Look for the word "consumable" in the material below, then report each line where it occurs.
*** Begin section ***
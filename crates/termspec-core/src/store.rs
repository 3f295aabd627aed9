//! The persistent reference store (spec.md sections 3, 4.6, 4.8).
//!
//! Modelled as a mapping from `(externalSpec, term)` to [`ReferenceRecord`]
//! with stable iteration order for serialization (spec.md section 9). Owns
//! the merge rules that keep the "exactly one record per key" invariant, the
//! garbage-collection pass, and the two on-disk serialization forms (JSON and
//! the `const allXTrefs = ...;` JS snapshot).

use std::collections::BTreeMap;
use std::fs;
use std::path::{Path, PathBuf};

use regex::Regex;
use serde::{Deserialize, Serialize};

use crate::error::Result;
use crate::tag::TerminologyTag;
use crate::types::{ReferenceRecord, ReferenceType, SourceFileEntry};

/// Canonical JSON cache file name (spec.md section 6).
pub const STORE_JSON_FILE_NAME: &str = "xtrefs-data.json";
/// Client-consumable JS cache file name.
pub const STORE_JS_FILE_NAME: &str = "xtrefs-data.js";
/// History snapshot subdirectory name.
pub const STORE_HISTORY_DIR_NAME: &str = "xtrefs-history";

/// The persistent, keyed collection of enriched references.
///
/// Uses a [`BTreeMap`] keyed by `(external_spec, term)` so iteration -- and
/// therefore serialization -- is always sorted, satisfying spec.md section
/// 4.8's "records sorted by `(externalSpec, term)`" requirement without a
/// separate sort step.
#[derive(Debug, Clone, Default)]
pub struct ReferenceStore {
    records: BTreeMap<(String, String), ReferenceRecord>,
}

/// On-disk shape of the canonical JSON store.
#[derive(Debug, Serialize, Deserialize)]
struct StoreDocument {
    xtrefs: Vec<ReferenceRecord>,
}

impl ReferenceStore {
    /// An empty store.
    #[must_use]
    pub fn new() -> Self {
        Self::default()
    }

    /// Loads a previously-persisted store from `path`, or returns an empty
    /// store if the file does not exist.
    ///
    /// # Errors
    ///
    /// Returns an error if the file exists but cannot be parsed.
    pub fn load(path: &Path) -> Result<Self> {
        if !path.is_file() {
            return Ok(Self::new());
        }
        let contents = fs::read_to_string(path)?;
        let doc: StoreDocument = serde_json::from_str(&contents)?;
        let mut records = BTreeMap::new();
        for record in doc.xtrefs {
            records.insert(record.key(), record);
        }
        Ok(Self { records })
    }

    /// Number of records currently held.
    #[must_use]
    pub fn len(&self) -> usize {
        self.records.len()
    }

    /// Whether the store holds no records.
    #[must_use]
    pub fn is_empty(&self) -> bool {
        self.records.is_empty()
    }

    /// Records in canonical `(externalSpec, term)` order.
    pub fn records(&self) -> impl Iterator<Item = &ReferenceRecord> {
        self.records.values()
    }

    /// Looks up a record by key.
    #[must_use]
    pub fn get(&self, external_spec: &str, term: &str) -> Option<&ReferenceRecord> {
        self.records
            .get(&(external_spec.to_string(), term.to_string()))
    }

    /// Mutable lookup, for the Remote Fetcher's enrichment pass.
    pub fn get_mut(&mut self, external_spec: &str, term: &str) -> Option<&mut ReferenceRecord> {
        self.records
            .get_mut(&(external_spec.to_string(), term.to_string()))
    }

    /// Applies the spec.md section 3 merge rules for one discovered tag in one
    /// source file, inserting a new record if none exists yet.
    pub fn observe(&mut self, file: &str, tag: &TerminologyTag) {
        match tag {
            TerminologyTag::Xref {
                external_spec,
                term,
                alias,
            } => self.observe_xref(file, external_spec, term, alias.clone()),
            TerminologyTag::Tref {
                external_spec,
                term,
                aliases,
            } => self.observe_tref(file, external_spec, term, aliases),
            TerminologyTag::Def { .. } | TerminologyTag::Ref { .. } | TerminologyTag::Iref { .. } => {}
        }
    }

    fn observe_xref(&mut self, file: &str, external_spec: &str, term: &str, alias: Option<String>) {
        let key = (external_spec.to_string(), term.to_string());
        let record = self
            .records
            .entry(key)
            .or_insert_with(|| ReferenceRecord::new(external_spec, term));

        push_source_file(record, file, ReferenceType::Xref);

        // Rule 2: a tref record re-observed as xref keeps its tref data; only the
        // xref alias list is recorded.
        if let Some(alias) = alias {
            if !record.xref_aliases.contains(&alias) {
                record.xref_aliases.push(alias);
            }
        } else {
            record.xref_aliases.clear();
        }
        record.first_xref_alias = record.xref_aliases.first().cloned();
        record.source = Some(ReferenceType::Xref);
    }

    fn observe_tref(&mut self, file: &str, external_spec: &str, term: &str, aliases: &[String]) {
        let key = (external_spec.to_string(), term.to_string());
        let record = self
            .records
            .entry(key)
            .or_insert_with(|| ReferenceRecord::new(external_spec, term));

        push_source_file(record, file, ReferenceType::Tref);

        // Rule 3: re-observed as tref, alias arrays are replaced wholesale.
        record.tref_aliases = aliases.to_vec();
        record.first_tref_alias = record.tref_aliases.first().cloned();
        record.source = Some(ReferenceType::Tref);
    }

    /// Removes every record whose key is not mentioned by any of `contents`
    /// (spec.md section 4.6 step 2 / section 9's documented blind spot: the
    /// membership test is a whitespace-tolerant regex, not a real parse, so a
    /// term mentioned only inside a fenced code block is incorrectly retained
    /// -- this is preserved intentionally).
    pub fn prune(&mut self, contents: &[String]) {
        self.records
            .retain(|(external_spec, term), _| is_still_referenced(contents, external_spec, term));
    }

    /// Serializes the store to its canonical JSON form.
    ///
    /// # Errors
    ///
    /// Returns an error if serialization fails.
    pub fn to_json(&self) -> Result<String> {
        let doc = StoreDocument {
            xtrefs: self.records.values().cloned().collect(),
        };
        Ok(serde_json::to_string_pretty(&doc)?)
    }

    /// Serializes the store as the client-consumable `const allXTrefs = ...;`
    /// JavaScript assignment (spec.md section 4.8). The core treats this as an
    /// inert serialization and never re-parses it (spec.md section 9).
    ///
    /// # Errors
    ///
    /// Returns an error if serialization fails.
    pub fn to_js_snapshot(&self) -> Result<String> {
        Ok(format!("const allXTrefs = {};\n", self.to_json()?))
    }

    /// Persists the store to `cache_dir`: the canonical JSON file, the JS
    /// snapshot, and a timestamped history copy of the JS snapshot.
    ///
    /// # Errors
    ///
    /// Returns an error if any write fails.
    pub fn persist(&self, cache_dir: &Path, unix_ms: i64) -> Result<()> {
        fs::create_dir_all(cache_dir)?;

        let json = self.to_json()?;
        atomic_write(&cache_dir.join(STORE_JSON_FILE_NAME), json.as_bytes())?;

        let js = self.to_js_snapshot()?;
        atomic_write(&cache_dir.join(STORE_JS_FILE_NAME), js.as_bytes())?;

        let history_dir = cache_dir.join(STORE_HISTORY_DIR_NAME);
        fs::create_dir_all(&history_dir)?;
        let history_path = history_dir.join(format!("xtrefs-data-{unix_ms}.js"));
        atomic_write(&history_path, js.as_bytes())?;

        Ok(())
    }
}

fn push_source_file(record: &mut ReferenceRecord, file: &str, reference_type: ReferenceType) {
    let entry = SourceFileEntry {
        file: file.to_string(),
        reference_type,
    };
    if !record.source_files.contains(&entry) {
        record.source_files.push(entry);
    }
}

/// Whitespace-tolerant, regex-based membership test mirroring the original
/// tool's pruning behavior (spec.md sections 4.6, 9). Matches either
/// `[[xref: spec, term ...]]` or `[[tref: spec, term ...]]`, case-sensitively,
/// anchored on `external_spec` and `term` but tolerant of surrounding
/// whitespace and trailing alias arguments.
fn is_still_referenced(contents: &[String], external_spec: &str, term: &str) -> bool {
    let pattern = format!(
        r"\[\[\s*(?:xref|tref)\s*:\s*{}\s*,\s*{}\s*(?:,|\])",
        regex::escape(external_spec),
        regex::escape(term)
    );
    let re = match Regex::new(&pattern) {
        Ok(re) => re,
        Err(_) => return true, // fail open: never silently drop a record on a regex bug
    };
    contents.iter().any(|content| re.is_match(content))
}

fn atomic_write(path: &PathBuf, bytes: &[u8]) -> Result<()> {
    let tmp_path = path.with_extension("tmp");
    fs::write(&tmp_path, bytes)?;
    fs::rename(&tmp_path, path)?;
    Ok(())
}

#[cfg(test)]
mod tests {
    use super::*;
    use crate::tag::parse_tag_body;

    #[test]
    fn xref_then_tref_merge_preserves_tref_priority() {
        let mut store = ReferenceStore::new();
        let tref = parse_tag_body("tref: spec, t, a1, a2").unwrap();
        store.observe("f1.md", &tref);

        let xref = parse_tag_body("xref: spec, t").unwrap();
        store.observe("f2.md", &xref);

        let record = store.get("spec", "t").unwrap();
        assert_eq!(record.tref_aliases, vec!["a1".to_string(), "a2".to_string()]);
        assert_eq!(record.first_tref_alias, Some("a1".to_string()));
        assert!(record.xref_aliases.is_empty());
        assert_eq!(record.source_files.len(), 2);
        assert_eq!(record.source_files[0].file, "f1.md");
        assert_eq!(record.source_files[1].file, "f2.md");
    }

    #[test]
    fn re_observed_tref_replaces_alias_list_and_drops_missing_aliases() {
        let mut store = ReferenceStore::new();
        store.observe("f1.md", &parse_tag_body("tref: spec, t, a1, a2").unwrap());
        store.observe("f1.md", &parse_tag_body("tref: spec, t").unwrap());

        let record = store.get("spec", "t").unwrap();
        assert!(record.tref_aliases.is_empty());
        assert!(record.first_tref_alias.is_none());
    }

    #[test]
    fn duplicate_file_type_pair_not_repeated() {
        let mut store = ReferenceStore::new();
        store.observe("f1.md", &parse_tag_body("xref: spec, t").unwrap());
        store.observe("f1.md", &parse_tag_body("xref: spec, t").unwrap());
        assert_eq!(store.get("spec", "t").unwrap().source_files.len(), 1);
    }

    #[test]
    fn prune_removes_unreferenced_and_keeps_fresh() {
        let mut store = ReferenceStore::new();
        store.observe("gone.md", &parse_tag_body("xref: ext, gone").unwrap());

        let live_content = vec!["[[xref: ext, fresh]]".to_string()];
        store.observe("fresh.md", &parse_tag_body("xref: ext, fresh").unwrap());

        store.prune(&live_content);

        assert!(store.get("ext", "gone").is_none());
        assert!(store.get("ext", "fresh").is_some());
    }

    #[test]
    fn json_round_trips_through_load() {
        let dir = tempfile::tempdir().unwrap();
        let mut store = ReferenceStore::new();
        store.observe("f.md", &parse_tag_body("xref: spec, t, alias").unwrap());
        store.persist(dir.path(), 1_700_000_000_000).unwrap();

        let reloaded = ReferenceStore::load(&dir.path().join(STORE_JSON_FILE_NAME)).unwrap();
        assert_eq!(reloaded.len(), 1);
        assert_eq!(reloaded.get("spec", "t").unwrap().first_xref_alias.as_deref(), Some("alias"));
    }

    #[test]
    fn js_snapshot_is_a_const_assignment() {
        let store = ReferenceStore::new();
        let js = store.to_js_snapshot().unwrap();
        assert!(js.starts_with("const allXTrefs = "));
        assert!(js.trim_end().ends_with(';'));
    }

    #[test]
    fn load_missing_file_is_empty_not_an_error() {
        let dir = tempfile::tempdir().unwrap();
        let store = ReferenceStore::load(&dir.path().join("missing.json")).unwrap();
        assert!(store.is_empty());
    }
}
*** End section ***
#### Response area
/// Client-consumable JS cache file name.
    /// Serializes the store as the client-consumable `const allXTrefs = ...;`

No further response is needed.